┌──

//! Applies folding, strength reduction and beta reduction to a CIR term until nothing changes.

use cir::{BuiltinRef, Call, CirSwitch, CirValue, Closure, Value};
use cir_builtin::{builtin_table, BuiltinTable, CirOptimizer};


/// Simplifies `call` with the process wide builtin table.
pub fn reduce_builtins(ctx: &mut CirOptimizer, call: Call) -> Call {
    reduce_builtins_with(builtin_table(), ctx, call)
}

/// Simplifies `call` bottom-up until a pass changes nothing or `max_iterations` passes ran.
pub fn reduce_builtins_with(table: &BuiltinTable, ctx: &mut CirOptimizer, mut call: Call) -> Call {
    let max_iterations = ctx.opts.max_iterations;
    for iteration in 0..max_iterations {
        let mut pass = Pass { table, ctx, changed: false };
        pass.simplify(&mut call);
        if !pass.changed {
            log::trace!("fixed point reached after {iteration} passes");
            return call;
        }
    }
    log::debug!("no fixed point after {max_iterations} passes");
    call
}

/// Simplifies the body of `procedure`.
pub fn reduce_procedure(ctx: &mut CirOptimizer, procedure: Closure) -> Closure {
    let Closure { kind, params, body } = procedure;
    Closure { kind, params, body: reduce_builtins(ctx, body) }
}

struct Pass<'p, 'o> {
    table: &'p BuiltinTable,
    ctx: &'p mut CirOptimizer<'o>,
    changed: bool,
}

impl Pass<'_, '_> {
    fn simplify(&mut self, call: &mut Call) {
        self.simplify_value(&mut call.procedure);
        for arg in &mut call.arguments {
            self.simplify_value(arg);
        }

        if let Some(mut rewritten) = self.rewrite(call) {
            if rewritten.frame.is_none() {
                rewritten.frame = call.frame.clone();
            }
            if rewritten == *call {
                return;
            }
            *call = rewritten;
            self.changed = true;
            // a folded value may now flow into a continuation closure
            self.simplify(call);
        }
    }

    fn simplify_value(&mut self, val: &mut CirValue) {
        if let CirValue::Closure(closure) = val {
            self.simplify(&mut closure.body)
        }
    }

    fn rewrite(&mut self, call: &Call) -> Option<Call> {
        let rewritten = match &call.procedure {
            CirValue::Builtin(builtin) => self.rewrite_builtin(*builtin, call),
            CirValue::Switch(switch) => fold_switch(switch, &call.arguments),
            CirValue::Closure(closure) => beta_reduce(closure, &call.arguments),
            _ => None,
        }?;

        log::trace!("{call} => {rewritten}");
        Some(rewritten)
    }

    fn rewrite_builtin(&mut self, builtin: BuiltinRef, call: &Call) -> Option<Call> {
        let rule = self.table.rule(builtin);
        let args = &call.arguments;
        if rule.is_foldable(self.ctx, args) {
            match rule.fold(self.ctx, args) {
                Ok(folded) => return Some(folded),
                Err(err) => log::debug!("failed to fold {call}: {err}"),
            }
        }
        if rule.is_reducible(self.ctx, args) {
            return Some(rule.reduce(self.ctx, args));
        }
        None
    }
}

/// Replaces a switch on constants with a call to the selected target.
fn fold_switch(switch: &CirSwitch, args: &[CirValue]) -> Option<Call> {
    if args.len() != switch.arity() {
        return None;
    }
    let operands: Option<Vec<Value>> =
        args[..=switch.matches].iter().map(|arg| arg.as_constant().copied()).collect();
    let operands = operands?;
    let target = switch.select(&operands[0], &operands[1..])?;
    Some(Call::new(args[target].clone(), Vec::new()))
}

/// Inlines a closure applied directly to its arguments.
///
/// Closure arguments are only inlined if the parameter they bind is used at most once so
/// that no closure is duplicated.
fn beta_reduce(closure: &Closure, args: &[CirValue]) -> Option<Call> {
    if args.len() != closure.params.len() {
        return None;
    }

    let inlinable = closure.params.iter().zip(args).all(|(&param, arg)| match arg {
        CirValue::Closure(_) => closure.body.use_count(param) <= 1,
        _ => true,
    });
    if !inlinable {
        return None;
    }

    let mut body = closure.body.clone();
    for (&param, arg) in closure.params.iter().zip(args) {
        body.substitute(param, arg);
    }
    Some(body)
}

└──

Output all of the material, please, exactly as it stands.

[RESPONSE TO THE TASK]
//! Applies folding, strength reduction and beta reduction to a CIR term until nothing changes.

use cir::{BuiltinRef, Call, CirSwitch, CirValue, Closure, Value};
use cir_builtin::{builtin_table, BuiltinTable, CirOptimizer};


/// Simplifies `call` with the process wide builtin table.
pub fn reduce_builtins(ctx: &mut CirOptimizer, call: Call) -> Call {
    reduce_builtins_with(builtin_table(), ctx, call)
}

/// Simplifies `call` bottom-up until a pass changes nothing or `max_iterations` passes ran.
pub fn reduce_builtins_with(table: &BuiltinTable, ctx: &mut CirOptimizer, mut call: Call) -> Call {
    let max_iterations = ctx.opts.max_iterations;
    for iteration in 0..max_iterations {
        let mut pass = Pass { table, ctx, changed: false };
        pass.simplify(&mut call);
        if !pass.changed {
            log::trace!("fixed point reached after {iteration} passes");
            return call;
        }
    }
    log::debug!("no fixed point after {max_iterations} passes");
    call
}

/// Simplifies the body of `procedure`.
pub fn reduce_procedure(ctx: &mut CirOptimizer, procedure: Closure) -> Closure {
    let Closure { kind, params, body } = procedure;
    Closure { kind, params, body: reduce_builtins(ctx, body) }
}

struct Pass<'p, 'o> {
    table: &'p BuiltinTable,
    ctx: &'p mut CirOptimizer<'o>,
    changed: bool,
}

impl Pass<'_, '_> {
    fn simplify(&mut self, call: &mut Call) {
        self.simplify_value(&mut call.procedure);
        for arg in &mut call.arguments {
            self.simplify_value(arg);
        }

        if let Some(mut rewritten) = self.rewrite(call) {
            if rewritten.frame.is_none() {
                rewritten.frame = call.frame.clone();
            }
            if rewritten == *call {
                return;
            }
            *call = rewritten;
            self.changed = true;
            // a folded value may now flow into a continuation closure
            self.simplify(call);
        }
    }

    fn simplify_value(&mut self, val: &mut CirValue) {
        if let CirValue::Closure(closure) = val {
            self.simplify(&mut closure.body)
        }
    }

    fn rewrite(&mut self, call: &Call) -> Option<Call> {
        let rewritten = match &call.procedure {
            CirValue::Builtin(builtin) => self.rewrite_builtin(*builtin, call),
            CirValue::Switch(switch) => fold_switch(switch, &call.arguments),
            CirValue::Closure(closure) => beta_reduce(closure, &call.arguments),
            _ => None,
        }?;

        log::trace!("{call} => {rewritten}");
        Some(rewritten)
    }

    fn rewrite_builtin(&mut self, builtin: BuiltinRef, call: &Call) -> Option<Call> {
        let rule = self.table.rule(builtin);
        let args = &call.arguments;
        if rule.is_foldable(self.ctx, args) {
            match rule.fold(self.ctx, args) {
                Ok(folded) => return Some(folded),
                Err(err) => log::debug!("failed to fold {call}: {err}"),
            }
        }
        if rule.is_reducible(self.ctx, args) {
            return Some(rule.reduce(self.ctx, args));
        }
        None
    }
}

/// Replaces a switch on constants with a call to the selected target.
fn fold_switch(switch: &CirSwitch, args: &[CirValue]) -> Option<Call> {
    if args.len() != switch.arity() {
        return None;
    }
    let operands: Option<Vec<Value>> =
        args[..=switch.matches].iter().map(|arg| arg.as_constant().copied()).collect();
    let operands = operands?;
    let target = switch.select(&operands[0], &operands[1..])?;
    Some(Call::new(args[target].clone(), Vec::new()))
}

/// Inlines a closure applied directly to its arguments.
///
/// Closure arguments are only inlined if the parameter they bind is used at most once so
/// that no closure is duplicated.
fn beta_reduce(closure: &Closure, args: &[CirValue]) -> Option<Call> {
    if args.len() != closure.params.len() {
        return None;
    }

    let inlinable = closure.params.iter().zip(args).all(|(&param, arg)| match arg {
        CirValue::Closure(_) => closure.body.use_count(param) <= 1,
        _ => true,
    });
    if !inlinable {
        return None;
    }

    let mut body = closure.body.clone();
    for (&param, arg) in closure.params.iter().zip(args) {
        body.substitute(param, arg);
    }
    Some(body)
}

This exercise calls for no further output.